Climbing up the Bottom of Page One of Google Search

▸Let’s say you have a post in any position from 5-10. You are sharing (according to statistics) less than 20% of the click throughs among all 6 spots. So positions 1-4 (really 1-3) where bloggers strive for.

▸So how do you move up? First, do not touch a post in the top 4, ever. And don’t even breathe near a post in the top position except to increase your internal linking in and out of it.

▸Learn the intent of the keyword. There may be a chance you have some of the intent but aren’t targeted right onto it.

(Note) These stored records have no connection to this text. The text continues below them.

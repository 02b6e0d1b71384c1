use crate::runtime::{Builder, Runtime, local};
use anyhow::Result;

pub(crate) fn init_local_runtime(builder: Option<Builder>) -> Result<(Runtime, local::Handle)> {
    let builder = builder.unwrap_or(Builder::new_local());
    let runtime = builder.try_build()?;
    let handle = runtime.expect_local_scheduler();

    Ok((runtime, handle))
}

▸If you are ranking for images well on the post, keep those images in the post. Maybe create a new featured image if yours is old. If your old featured image is ranking, move it to a secondary spot and add a new one. Update all the alt text, clean up and conversational topics that aren’t adding value, create valuable lists.

▸Most of our page 1 rankings will be content that may need refreshing, it more than likely has some age to it. Updating it with value will help it gain traction. Add pictures, add lists, add keywords, answer questions, etc.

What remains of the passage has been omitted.